Information shown:
________________________________________

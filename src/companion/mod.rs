//! Best-effort link to a paired companion device.
//!
//! The phone side pushes a [`CompanionMessage`](crate::types::CompanionMessage)
//! after every mutation as a single Unix datagram. Nothing is queued: when
//! no companion is listening the message is dropped, and the companion
//! catches up on the next push.
//!
//! The companion runs its own timer model ([`WatchModel`]) with its own
//! presets. Phone messages are kept as context only and never drive the
//! companion's countdown. [`CompanionSession`] runs both in one loop.

mod channel;
mod listener;
mod session;
mod watch;

pub use channel::UnixCompanionChannel;
pub use listener::CompanionListener;
pub use session::{CompanionEvent, CompanionSession, WATCH_TICK_PERIOD};
pub use watch::{WatchModel, WatchTick};

/// Maximum encoded message size in bytes (4KB).
pub const MAX_MESSAGE_SIZE: usize = 4096;

/// File name of the companion socket inside the store root.
pub const SOCKET_FILE_NAME: &str = "companion.sock";

// ============================================================================
// ChannelError
// ============================================================================

/// Companion socket errors.
#[derive(Debug, thiserror::Error)]
pub enum ChannelError {
    /// Socket binding error
    #[error("ソケットをバインドできません: {0}")]
    Bind(String),

    /// Receive error
    #[error("メッセージを受信できません: {0}")]
    Receive(String),

    /// Malformed message
    #[error("メッセージを解析できません: {0}")]
    Decode(#[from] serde_json::Error),

    /// Message exceeds the datagram limit
    #[error("メッセージが大きすぎます（最大 {MAX_MESSAGE_SIZE} バイト）")]
    TooLarge,

    /// No message before the deadline
    #[error("受信がタイムアウトしました")]
    Timeout,
}

#[cfg(test)]
mod tests {
    use super::*;

    #[test]
    fn test_error_messages() {
        assert_eq!(ChannelError::Timeout.to_string(), "受信がタイムアウトしました");
        assert!(ChannelError::TooLarge.to_string().contains("4096"));
        assert!(ChannelError::Bind("busy".into()).to_string().contains("busy"));
    }
}
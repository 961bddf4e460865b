//! Timer control for the Pomodoro Cube.
//!
//! This module contains the only code allowed to mutate the shared record:
//! - `controller`: start / pause / resume / stop as whole-record writes
//! - `TimerChange`: the event emitted after each durable write, consumed by
//!   the fan-out dispatcher

pub mod controller;

pub use controller::{TimerController, DEFAULT_DURATION_SECS, MAX_DURATION_SECS};

use crate::types::TimerRecord;

/// Kind of transition that produced a [`TimerChange`].
#[derive(Debug, Clone, Copy, PartialEq, Eq)]
pub enum Transition {
    /// Timer entered Running
    Started {
        /// True when continuing from a pause rather than a fresh start
        resumed: bool,
    },
    /// Timer entered Paused
    Paused,
    /// Timer entered Idle
    Stopped,
}

impl Transition {
    /// Returns true if the timer is Running after this transition.
    pub fn enters_running(&self) -> bool {
        matches!(self, Transition::Started { .. })
    }
}

/// A durable mutation of the shared record.
#[derive(Debug, Clone, PartialEq)]
pub struct TimerChange {
    /// What happened
    pub transition: Transition,
    /// The record as written to the store
    pub record: TimerRecord,
}
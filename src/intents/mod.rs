//! Background actions invokable from outside the foreground app.
//!
//! Widget buttons, shortcuts and the CLI all run these actions. Each one
//! goes through [`TimerController`], so the record write and the fan-out
//! are identical to the foreground path.

use serde::{Deserialize, Serialize};

use crate::clock::Clock;
use crate::control::TimerController;
use crate::store::TimerStore;
use crate::types::{TimerRecord, TimerState};

/// A background timer action.
#[derive(Debug, Clone, Copy, PartialEq, Eq, Serialize, Deserialize)]
#[serde(tag = "action", rename_all = "camelCase")]
pub enum Intent {
    /// Start again with the last configured duration
    StartFromIdle,
    /// Start a fresh run of `minutes`
    StartWithDuration { minutes: u32 },
    Pause,
    Resume,
    Stop,
}

impl Intent {
    /// The action a widget offers for a display state.
    pub fn for_display_state(state: TimerState) -> Self {
        match state {
            TimerState::Running => Intent::Pause,
            TimerState::Paused => Intent::Resume,
            TimerState::Idle => Intent::StartFromIdle,
        }
    }

    pub fn title(&self) -> &'static str {
        match self {
            Intent::StartFromIdle => "Start Last Timer",
            Intent::StartWithDuration { .. } => "Start Timer",
            Intent::Pause => "Pause Timer",
            Intent::Resume => "Resume Timer",
            Intent::Stop => "Stop Timer",
        }
    }

    /// Runs the action and returns the record now in effect.
    pub fn perform<S: TimerStore, C: Clock>(&self, controller: &TimerController<S, C>) -> TimerRecord {
        tracing::debug!(intent = self.title(), "アクションを実行します");
        match *self {
            Intent::StartFromIdle => controller.start_last(),
            Intent::StartWithDuration { minutes } => {
                controller.start(f64::from(minutes) * 60.0, false)
            }
            Intent::Pause => controller.pause(),
            Intent::Resume => controller.resume(),
            Intent::Stop => controller.stop(),
        }
    }
}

________________________________________

Exercise goal:
All entries above are to be transcribed verbatim.

Exercise response:
filename src/companion/mod.rs
//! Best-effort link to a paired companion device.
//!
//! The phone side pushes a [`CompanionMessage`](crate::types::CompanionMessage)
//! after every mutation as a single Unix datagram. Nothing is queued: when
//! no companion is listening the message is dropped, and the companion
//! catches up on the next push.
//!
//! The companion runs its own timer model ([`WatchModel`]) with its own
//! presets. Phone messages are kept as context only and never drive the
//! companion's countdown. [`CompanionSession`] runs both in one loop.

mod channel;
mod listener;
mod session;
mod watch;

pub use channel::UnixCompanionChannel;
pub use listener::CompanionListener;
pub use session::{CompanionEvent, CompanionSession, WATCH_TICK_PERIOD};
pub use watch::{WatchModel, WatchTick};

/// Maximum encoded message size in bytes (4KB).
pub const MAX_MESSAGE_SIZE: usize = 4096;

/// File name of the companion socket inside the store root.
pub const SOCKET_FILE_NAME: &str = "companion.sock";

// ============================================================================
// ChannelError
// ============================================================================

/// Companion socket errors.
#[derive(Debug, thiserror::Error)]
pub enum ChannelError {
    /// Socket binding error
    #[error("ソケットをバインドできません: {0}")]
    Bind(String),

    /// Receive error
    #[error("メッセージを受信できません: {0}")]
    Receive(String),

    /// Malformed message
    #[error("メッセージを解析できません: {0}")]
    Decode(#[from] serde_json::Error),

    /// Message exceeds the datagram limit
    #[error("メッセージが大きすぎます（最大 {MAX_MESSAGE_SIZE} バイト）")]
    TooLarge,

    /// No message before the deadline
    #[error("受信がタイムアウトしました")]
    Timeout,
}

#[cfg(test)]
mod tests {
    use super::*;

    #[test]
    fn test_error_messages() {
        assert_eq!(ChannelError::Timeout.to_string(), "受信がタイムアウトしました");
        assert!(ChannelError::TooLarge.to_string().contains("4096"));
        assert!(ChannelError::Bind("busy".into()).to_string().contains("busy"));
    }
}
repository 961bddf4e460865b
//! Timer control for the Pomodoro Cube.
//!
//! This module contains the only code allowed to mutate the shared record:
//! - `controller`: start / pause / resume / stop as whole-record writes
//! - `TimerChange`: the event emitted after each durable write, consumed by
//!   the fan-out dispatcher

pub mod controller;

pub use controller::{TimerController, DEFAULT_DURATION_SECS, MAX_DURATION_SECS};

use crate::types::TimerRecord;

/// Kind of transition that produced a [`TimerChange`].
#[derive(Debug, Clone, Copy, PartialEq, Eq)]
pub enum Transition {
    /// Timer entered Running
    Started {
        /// True when continuing from a pause rather than a fresh start
        resumed: bool,
    },
    /// Timer entered Paused
    Paused,
    /// Timer entered Idle
    Stopped,
}

impl Transition {
    /// Returns true if the timer is Running after this transition.
    pub fn enters_running(&self) -> bool {
        matches!(self, Transition::Started { .. })
    }
}

/// A durable mutation of the shared record.
#[derive(Debug, Clone, PartialEq)]
pub struct TimerChange {
    /// What happened
    pub transition: Transition,
    /// The record as written to the store
    pub record: TimerRecord,
}
filename src/intents/mod.rs
//! Background actions invokable from outside the foreground app.
//!
//! Widget buttons, shortcuts and the CLI all run these actions. Each one
//! goes through [`TimerController`], so the record write and the fan-out
//! are identical to the foreground path.

use serde::{Deserialize, Serialize};

use crate::clock::Clock;
use crate::control::TimerController;
use crate::store::TimerStore;
use crate::types::{TimerRecord, TimerState};

/// A background timer action.
#[derive(Debug, Clone, Copy, PartialEq, Eq, Serialize, Deserialize)]
#[serde(tag = "action", rename_all = "camelCase")]
pub enum Intent {
    /// Start again with the last configured duration
    StartFromIdle,
    /// Start a fresh run of `minutes`
    StartWithDuration { minutes: u32 },
    Pause,
    Resume,
    Stop,
}

impl Intent {
    /// The action a widget offers for a display state.
    pub fn for_display_state(state: TimerState) -> Self {
        match state {
            TimerState::Running => Intent::Pause,
            TimerState::Paused => Intent::Resume,
            TimerState::Idle => Intent::StartFromIdle,
        }
    }

    pub fn title(&self) -> &'static str {
        match self {
            Intent::StartFromIdle => "Start Last Timer",
            Intent::StartWithDuration { .. } => "Start Timer",
            Intent::Pause => "Pause Timer",
            Intent::Resume => "Resume Timer",
            Intent::Stop => "Stop Timer",
        }
    }

    /// Runs the action and returns the record now in effect.
    pub fn perform<S: TimerStore, C: Clock>(&self, controller: &TimerController<S, C>) -> TimerRecord {
        tracing::debug!(intent = self.title(), "アクションを実行します");
        match *self {
            Intent::StartFromIdle => controller.start_last(),
            Intent::StartWithDuration { minutes } => {
                controller.start(f64::from(minutes) * 60.0, false)
            }
            Intent::Pause => controller.pause(),
            Intent::Resume => controller.resume(),
            Intent::Stop => controller.stop(),
        }
    }
}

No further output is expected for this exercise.